This is the woman who, although not the sole participant, rose up in a genre named so because it grew so large and so prominent it needed its own label. Whether scapegoat or icon of a cultural moment or the byproduct of a very successful PR campaign, 2017 was Rupi’s year, with articles from the likes of Rolling Stone to The New York Times declaring her “Queen of the Insta-poets”, and the “pop star of poetry”. The buzz, in fact, did translate to sales and an increase in poetry readership and a few more bestselling Insta-poets making charts, including an anonymous 3x New York Times bestselling poet who wears a Guy Fawkes mask and calls himself Atticus. Sidenote: Am I, a Canadian, biased for mentioning by name now two Insta-poets who are Canadian, or are Canadians just disproportionately good at Insta-poetry? It must be something in our maple syrup, though I have a theory it has to do with being in close proximity to the biggest fame-maker in the world, something like having an older sibling and being subconsciously trained to find alternative ways to make it beyond the paved path that never felt within reach for them.

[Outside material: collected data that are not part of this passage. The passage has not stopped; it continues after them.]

//! Content module - markdown documents, front-matter and listing entries

mod document;
mod entry;
mod frontmatter;
pub mod loader;
mod markdown;

pub use document::{kebab_case, route_for, route_path, MarkdownDocument, ROUTE_OVERRIDE_KEY};
pub use entry::{extract_entries, BlogEntry, MissingFrontmatter, REQUIRED_FIELDS};
pub use frontmatter::FrontMatter;
pub use markdown::{Heading, MarkdownRenderer, RenderedMarkdown};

Significantly, poetry had been on a steep downward trend from 1992 to as recently as 2015. Then, with the rise of Insta-poetry, the genre went from a swift death to becoming one of the fastest-growing literary genres. Revival. Renaissance. Reset. These were some of the words the media used. Aside from fuelling an increase in poetry sales, the movement coincided with a change in how we consume poetry: through social media, on a screen, in our inboxes, single poems for the first time since most of us were in school, poems that were read for pleasure for the first time also since school, pleasure experienced in communion and not just as lonely dots in the world.
And in a twist of events, as poets became modern celebrities chasing likes and virality on Instagram, actual celebrities tried their hands at becoming poets.
There’s the good, the bad, and the ugly. Lana Del Rey’s book, Violets Bent Over Backwards in the Grass, is among the creamier of the crop (though has been criticized for its lack of poetry) which also includes Halsey, Lili Reinhart, Alicia Keys, and Amber Tamblyn. Also, James Franco, who wrote a poem about Lana Del Rey. He was going to write an entire book about Lana Del Rey but that got scrapped. Taylor Swift, at the height of poetry (and there was a height: sales have decreased slightly since their 2017 boom) wrote a few poems, one of which was recited in front of screaming fans as an interlude before “Getaway Car” during her Reputation tour. Then of course there are the singer-songwriters whose lyrics could be poems but who have instead chosen to make their careers in the glitzy arenas of pop, rock, and rap music. Or poets who have caught the eye of stars adjacent to poetry like Warsan Shire, whose work inspired and was featured in much of Beyonce’s 2016 album Lemonade. Less famous are the numerous iterations of people who work in marketing who call themselves “poets with day jobs”, perhaps the most commonplace version of the poet slashie hybrid: the poet/marketer, which in some ways makes perfect sense and in other ways makes none.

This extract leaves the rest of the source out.